**Work to be completed:**
This exercise asks for every line of the material that includes the word "should".

**Data:**
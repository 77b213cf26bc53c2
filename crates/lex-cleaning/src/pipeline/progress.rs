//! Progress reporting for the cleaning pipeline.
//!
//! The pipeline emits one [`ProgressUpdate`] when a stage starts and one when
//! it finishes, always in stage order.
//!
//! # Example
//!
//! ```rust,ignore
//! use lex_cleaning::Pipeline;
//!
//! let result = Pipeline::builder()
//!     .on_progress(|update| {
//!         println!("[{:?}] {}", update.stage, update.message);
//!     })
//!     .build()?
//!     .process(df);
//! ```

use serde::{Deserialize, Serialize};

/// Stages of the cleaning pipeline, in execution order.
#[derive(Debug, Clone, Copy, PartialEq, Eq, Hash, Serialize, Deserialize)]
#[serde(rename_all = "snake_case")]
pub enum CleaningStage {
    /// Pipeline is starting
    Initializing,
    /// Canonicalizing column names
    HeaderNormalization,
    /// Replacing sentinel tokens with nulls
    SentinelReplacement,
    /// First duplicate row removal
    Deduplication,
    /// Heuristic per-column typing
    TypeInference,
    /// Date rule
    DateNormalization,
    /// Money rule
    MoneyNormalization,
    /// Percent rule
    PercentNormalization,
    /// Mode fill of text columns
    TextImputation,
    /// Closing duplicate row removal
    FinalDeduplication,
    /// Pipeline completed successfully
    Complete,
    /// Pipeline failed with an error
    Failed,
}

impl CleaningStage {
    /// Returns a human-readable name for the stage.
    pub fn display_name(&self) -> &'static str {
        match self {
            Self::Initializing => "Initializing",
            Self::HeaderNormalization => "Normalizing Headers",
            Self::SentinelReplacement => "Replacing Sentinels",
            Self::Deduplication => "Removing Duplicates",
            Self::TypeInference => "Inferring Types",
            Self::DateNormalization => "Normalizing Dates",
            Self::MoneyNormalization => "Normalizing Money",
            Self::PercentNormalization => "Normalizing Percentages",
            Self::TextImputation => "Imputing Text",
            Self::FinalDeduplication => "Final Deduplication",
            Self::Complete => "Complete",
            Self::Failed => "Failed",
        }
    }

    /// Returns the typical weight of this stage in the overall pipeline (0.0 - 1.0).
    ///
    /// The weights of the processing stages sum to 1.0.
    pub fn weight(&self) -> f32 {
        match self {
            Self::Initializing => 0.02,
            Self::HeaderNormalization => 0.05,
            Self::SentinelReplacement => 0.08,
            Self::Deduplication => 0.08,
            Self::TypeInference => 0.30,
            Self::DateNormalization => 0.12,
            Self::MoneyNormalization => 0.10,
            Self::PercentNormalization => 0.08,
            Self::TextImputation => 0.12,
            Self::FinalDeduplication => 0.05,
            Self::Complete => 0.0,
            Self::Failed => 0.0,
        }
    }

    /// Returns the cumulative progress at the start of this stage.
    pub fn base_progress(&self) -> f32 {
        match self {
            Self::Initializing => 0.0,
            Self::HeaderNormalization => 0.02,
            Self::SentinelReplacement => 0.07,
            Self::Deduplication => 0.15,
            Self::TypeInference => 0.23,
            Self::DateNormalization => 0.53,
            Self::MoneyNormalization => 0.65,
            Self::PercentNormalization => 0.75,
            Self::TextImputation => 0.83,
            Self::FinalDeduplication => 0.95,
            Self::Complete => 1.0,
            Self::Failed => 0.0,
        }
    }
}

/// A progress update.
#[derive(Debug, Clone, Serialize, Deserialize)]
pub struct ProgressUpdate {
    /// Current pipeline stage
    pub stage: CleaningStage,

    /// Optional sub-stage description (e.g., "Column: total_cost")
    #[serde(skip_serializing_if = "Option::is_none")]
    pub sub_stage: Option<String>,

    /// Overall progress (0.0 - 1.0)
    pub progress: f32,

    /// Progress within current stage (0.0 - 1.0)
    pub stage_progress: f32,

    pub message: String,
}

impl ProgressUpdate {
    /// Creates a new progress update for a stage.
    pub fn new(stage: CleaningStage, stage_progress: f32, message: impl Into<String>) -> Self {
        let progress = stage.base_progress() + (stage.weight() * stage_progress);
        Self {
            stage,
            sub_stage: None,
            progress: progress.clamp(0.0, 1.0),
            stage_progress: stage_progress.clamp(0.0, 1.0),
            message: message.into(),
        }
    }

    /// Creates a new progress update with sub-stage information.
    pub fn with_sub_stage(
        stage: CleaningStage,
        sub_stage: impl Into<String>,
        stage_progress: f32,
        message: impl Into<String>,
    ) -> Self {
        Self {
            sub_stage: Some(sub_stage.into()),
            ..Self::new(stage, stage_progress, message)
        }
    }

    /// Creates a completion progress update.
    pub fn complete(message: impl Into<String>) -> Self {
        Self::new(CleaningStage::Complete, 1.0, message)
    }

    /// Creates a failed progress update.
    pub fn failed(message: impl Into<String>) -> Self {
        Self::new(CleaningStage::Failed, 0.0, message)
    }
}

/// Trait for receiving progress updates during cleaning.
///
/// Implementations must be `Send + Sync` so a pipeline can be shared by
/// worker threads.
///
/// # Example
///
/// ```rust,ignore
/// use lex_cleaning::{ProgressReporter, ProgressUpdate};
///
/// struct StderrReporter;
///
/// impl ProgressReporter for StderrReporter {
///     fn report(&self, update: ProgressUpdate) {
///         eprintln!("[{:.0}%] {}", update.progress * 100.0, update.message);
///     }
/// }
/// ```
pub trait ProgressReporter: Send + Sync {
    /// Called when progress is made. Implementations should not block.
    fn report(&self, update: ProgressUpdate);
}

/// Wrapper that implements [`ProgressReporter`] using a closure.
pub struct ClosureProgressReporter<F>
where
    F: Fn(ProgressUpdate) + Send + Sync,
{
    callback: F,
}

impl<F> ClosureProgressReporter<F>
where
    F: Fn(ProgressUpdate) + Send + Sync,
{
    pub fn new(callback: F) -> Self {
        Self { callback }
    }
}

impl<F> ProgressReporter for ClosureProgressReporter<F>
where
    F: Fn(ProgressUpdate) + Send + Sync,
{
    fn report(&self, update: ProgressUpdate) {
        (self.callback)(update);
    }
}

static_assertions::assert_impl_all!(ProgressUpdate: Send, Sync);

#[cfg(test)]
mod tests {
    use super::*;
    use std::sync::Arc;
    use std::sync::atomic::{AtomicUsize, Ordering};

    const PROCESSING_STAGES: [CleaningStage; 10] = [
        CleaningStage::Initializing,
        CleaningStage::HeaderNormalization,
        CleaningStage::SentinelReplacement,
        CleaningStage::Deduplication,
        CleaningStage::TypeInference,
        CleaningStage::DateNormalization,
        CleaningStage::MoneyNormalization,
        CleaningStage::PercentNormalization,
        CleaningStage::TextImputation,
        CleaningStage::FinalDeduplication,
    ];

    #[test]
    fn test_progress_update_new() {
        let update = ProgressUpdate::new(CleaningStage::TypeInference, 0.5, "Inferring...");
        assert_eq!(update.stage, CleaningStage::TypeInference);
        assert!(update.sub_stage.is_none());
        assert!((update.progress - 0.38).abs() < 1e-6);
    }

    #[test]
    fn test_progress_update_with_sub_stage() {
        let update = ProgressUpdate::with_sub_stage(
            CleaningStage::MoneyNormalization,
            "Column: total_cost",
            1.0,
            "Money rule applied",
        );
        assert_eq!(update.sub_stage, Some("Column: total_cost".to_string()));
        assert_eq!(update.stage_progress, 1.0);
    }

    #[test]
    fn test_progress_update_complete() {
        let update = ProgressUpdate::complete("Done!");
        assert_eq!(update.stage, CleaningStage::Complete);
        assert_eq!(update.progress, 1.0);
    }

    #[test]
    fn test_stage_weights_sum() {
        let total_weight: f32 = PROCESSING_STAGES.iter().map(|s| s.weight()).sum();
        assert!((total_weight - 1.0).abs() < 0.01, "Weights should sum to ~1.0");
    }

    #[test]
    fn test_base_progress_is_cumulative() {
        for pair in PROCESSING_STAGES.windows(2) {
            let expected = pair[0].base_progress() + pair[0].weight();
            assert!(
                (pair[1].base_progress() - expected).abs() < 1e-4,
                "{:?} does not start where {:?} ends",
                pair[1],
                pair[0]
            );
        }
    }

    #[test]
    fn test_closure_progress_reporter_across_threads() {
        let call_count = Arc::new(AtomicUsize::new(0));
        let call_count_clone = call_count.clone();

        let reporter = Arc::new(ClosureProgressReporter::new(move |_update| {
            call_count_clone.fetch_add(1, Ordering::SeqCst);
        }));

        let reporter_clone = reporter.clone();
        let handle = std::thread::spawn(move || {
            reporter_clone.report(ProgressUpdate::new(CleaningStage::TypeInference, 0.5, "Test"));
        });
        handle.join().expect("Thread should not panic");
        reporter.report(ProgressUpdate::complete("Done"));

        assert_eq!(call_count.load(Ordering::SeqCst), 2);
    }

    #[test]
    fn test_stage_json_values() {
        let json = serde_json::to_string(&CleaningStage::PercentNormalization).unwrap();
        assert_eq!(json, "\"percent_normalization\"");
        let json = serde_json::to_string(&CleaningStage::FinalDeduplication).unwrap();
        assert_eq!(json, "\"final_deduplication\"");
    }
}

**Written answer:**
    /// Called when progress is made. Implementations should not block.
        assert!((total_weight - 1.0).abs() < 0.01, "Weights should sum to ~1.0");
        handle.join().expect("Thread should not panic");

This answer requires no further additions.